Setting up and running a backend or server can be a very resource intensive part of the development process for many companies/products. Amazon AWS Lambda is a serverless computing service that gives companies the computing power they would usually get from a server, but for much less time and money. This lets developers focus on writing great code and building great products. This short piece will give an introduction on AWS Lambda.
AWS Lambda is considered to be both serverless and event driven. An event driven platform is one that traditionally depends on input from the user to determine which process will be executed next. The input might be a mouse click, a key press, or any other sensor input. The program contains a primary loop that ‘listens’ for any event that might take place and a separate function that calls another executable code when triggered.
Lambda is priced in 100 millisecond increments. This can decrease costs if only a short amount of computing time is needed (vs. paying for a server by the hour). While the EC2 service targets large scale operations, AWS Lambda serves applications that are usually smaller and more dynamic.

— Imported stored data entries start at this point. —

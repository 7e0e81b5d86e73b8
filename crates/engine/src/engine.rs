use std::sync::Arc;

use error::GraphqlError;
use schema::{FieldInterceptor, Schema};
use tokio_util::sync::CancellationToken;

use crate::{
    pipeline::stages::{
        BindOperationStage, CoerceVariablesStage, ComplexityControlStage, ExecuteStage, ParseStage,
        ResolveOperationStage,
    },
    BatchRequest, BatchResponse, Next, Request, RequestContext, RequestStage, Response, StageHook,
};

/// The assembled request processor.
///
/// Cheap to clone; one engine serves any number of concurrent requests, each
/// with its own request context.
#[derive(Clone)]
pub struct Engine {
    schema: Schema,
    stages: Arc<[Arc<dyn RequestStage>]>,
}

impl Engine {
    pub fn new(schema: Schema) -> Self {
        Self::builder(schema).finish()
    }

    pub fn builder(schema: Schema) -> EngineBuilder {
        EngineBuilder {
            schema,
            on_request: Vec::new(),
            pre_execution: Vec::new(),
            interceptors: Vec::new(),
        }
    }

    pub fn schema(&self) -> &Schema {
        &self.schema
    }

    /// Run one request through the stage chain, wrapped in the configured
    /// timeout.
    ///
    /// On timeout the request's cancellation signal is raised, in-flight
    /// resolvers are abandoned and the caller gets a single timeout error
    /// rather than a partial payload.
    pub async fn execute(&self, request: impl Into<Request>) -> Response {
        let request = request.into();
        let cancellation = CancellationToken::new();
        // Dropping the execute future (caller went away) cancels too.
        let _cancel_on_drop = cancellation.clone().drop_guard();

        let mut ctx = RequestContext::new(self.schema.clone(), request, cancellation.clone());
        let timeout = self.schema.settings.timeout;

        tokio::select! {
            response = Next::new(&self.stages).run(&mut ctx) => response,
            () = tokio::time::sleep(timeout) => {
                cancellation.cancel();
                tracing::warn!(timeout_ms = timeout.as_millis() as u64, "request timed out");
                Response::request_error([GraphqlError::request_timeout()])
            }
        }
    }

    /// Execute a batch of requests, each under its own timeout window.
    pub async fn execute_batch(&self, batch_request: BatchRequest) -> BatchResponse {
        match batch_request {
            BatchRequest::Single(request) => BatchResponse::Single(self.execute(request).await),
            BatchRequest::Batch(requests) => {
                let mut responses = Vec::with_capacity(requests.len());
                for request in requests {
                    responses.push(self.execute(request).await);
                }
                BatchResponse::Batch(responses)
            }
        }
    }
}

/// Assembles the stage chain: custom `OnRequest` stages wrap the built-ins,
/// custom `PreExecution` stages sit between admission control and the
/// executor.
pub struct EngineBuilder {
    schema: Schema,
    on_request: Vec<Arc<dyn RequestStage>>,
    pre_execution: Vec<Arc<dyn RequestStage>>,
    interceptors: Vec<Arc<dyn FieldInterceptor>>,
}

impl EngineBuilder {
    #[must_use]
    pub fn with_stage(mut self, hook: StageHook, stage: impl RequestStage + 'static) -> Self {
        match hook {
            StageHook::OnRequest => self.on_request.push(Arc::new(stage)),
            StageHook::PreExecution => self.pre_execution.push(Arc::new(stage)),
        }
        self
    }

    /// Register an interceptor compiled into every field's resolver
    /// pipeline, in registration order, ending in the field's resolver.
    #[must_use]
    pub fn with_field_interceptor(mut self, interceptor: impl FieldInterceptor + 'static) -> Self {
        self.interceptors.push(Arc::new(interceptor));
        self
    }

    pub fn finish(self) -> Engine {
        let interceptors: Arc<[Arc<dyn FieldInterceptor>]> = self.interceptors.into();

        let mut stages: Vec<Arc<dyn RequestStage>> = Vec::new();
        stages.extend(self.on_request);
        stages.push(Arc::new(ParseStage));
        stages.push(Arc::new(ResolveOperationStage));
        stages.push(Arc::new(CoerceVariablesStage));
        stages.push(Arc::new(BindOperationStage { interceptors }));
        stages.push(Arc::new(ComplexityControlStage));
        stages.extend(self.pre_execution);
        stages.push(Arc::new(ExecuteStage));

        Engine {
            schema: self.schema,
            stages: stages.into(),
        }
    }
}
//! Operation selection and basic resolution.

use engine::{BatchRequest, BatchResponse, Engine, ErrorCode, Request};
use integration_tests::runtime;
use schema::{FieldDefinition, ObjectDefinition, ResolvedValue, Schema};
use serde_json::json;
use similar_asserts::assert_serde_eq;

fn test_schema() -> Schema {
    Schema::builder()
        .register(
            ObjectDefinition::new("Query")
                .field(
                    FieldDefinition::new("x", "String")
                        .resolve(|_| async { Ok(ResolvedValue::new(json!("x-value"))) }),
                )
                .field(
                    FieldDefinition::new("y", "String")
                        .resolve(|_| async { Ok(ResolvedValue::new(json!("y-value"))) }),
                ),
        )
        .finish()
}

const TWO_OPERATIONS: &str = "query a { x } query b { y }";

#[test]
fn ambiguous_operation_requires_a_name() {
    let response = runtime().block_on(async {
        Engine::new(test_schema()).execute(TWO_OPERATIONS).await
    });

    assert_serde_eq!(
        response.to_json_value(),
        json!({
            "errors": [{
                "message": "Operation name required in request.",
                "extensions": { "code": "OPERATION_NOT_FOUND" }
            }]
        })
    );
}

#[test]
fn a_matching_hint_selects_the_operation() {
    let response = runtime().block_on(async {
        Engine::new(test_schema())
            .execute(Request::new(TWO_OPERATIONS).with_operation_name("a"))
            .await
    });

    assert_serde_eq!(response.to_json_value(), json!({ "data": { "x": "x-value" } }));
}

#[test]
fn an_unmatched_hint_is_an_error() {
    let response = runtime().block_on(async {
        Engine::new(test_schema())
            .execute(Request::new(TWO_OPERATIONS).with_operation_name("c"))
            .await
    });

    assert_serde_eq!(
        response.to_json_value(),
        json!({
            "errors": [{
                "message": "Unknown operation named \"c\"",
                "extensions": { "code": "OPERATION_NOT_FOUND" }
            }]
        })
    );
}

#[test]
fn a_single_operation_needs_no_name() {
    let response = runtime().block_on(async { Engine::new(test_schema()).execute("{ x y }").await });

    assert_serde_eq!(
        response.to_json_value(),
        json!({ "data": { "x": "x-value", "y": "y-value" } })
    );
}

#[test]
fn aliases_and_typename_resolve() {
    let response = runtime().block_on(async {
        Engine::new(test_schema()).execute("{ renamed: x __typename }").await
    });

    assert_serde_eq!(
        response.to_json_value(),
        json!({ "data": { "renamed": "x-value", "__typename": "Query" } })
    );
}

#[test]
fn skip_and_include_prune_fields() {
    let response = runtime().block_on(async {
        Engine::new(test_schema())
            .execute("{ x @skip(if: true) y @include(if: true) }")
            .await
    });

    assert_serde_eq!(response.to_json_value(), json!({ "data": { "y": "y-value" } }));
}

#[test]
fn parse_errors_are_request_level() {
    let response = runtime().block_on(async { Engine::new(test_schema()).execute("query {").await });

    assert!(response.is_request_error());
    assert_eq!(response.errors().len(), 1);
    assert_eq!(response.errors()[0].code, ErrorCode::OperationParsingError);
}

#[test]
fn unknown_fields_fail_validation() {
    let response = runtime().block_on(async { Engine::new(test_schema()).execute("{ nope }").await });

    assert!(response.is_request_error());
    assert_eq!(
        response.errors()[0].message,
        "Query does not have a field named 'nope'"
    );
    assert_eq!(response.errors()[0].code, ErrorCode::OperationValidationError);
}

#[test]
fn batches_execute_request_by_request() {
    let response = runtime().block_on(async {
        Engine::new(test_schema())
            .execute_batch(BatchRequest::Batch(vec![
                Request::new("{ x }"),
                Request::new("{ nope }"),
            ]))
            .await
    });

    let BatchResponse::Batch(responses) = response else {
        panic!("expected a batch response");
    };
    assert_serde_eq!(responses[0].to_json_value(), json!({ "data": { "x": "x-value" } }));
    assert!(responses[1].is_request_error());
}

Lambda can also be run alongside other Amazon S3 services. It can be programmed to respond to whenever there is a change in the data contained in an S3 Bucket. A container would be launched when the Lambda function is launched. The container is active for sometime even after the code is executed as it waits for more code.
Websites that rely on tasks like image uploading or simple data analytics can make use of Lambda to handle simple discrete processes. Paired with Amazon Gateway API, Lambda can also be used to host backend logic for websites over HTTPS.
Traditionally, developers would setup servers and processes to have computing power (to be to execute different tasks). With AWS Lambda, they can focus on their product and buy spot computing power from Lambda only when they need it.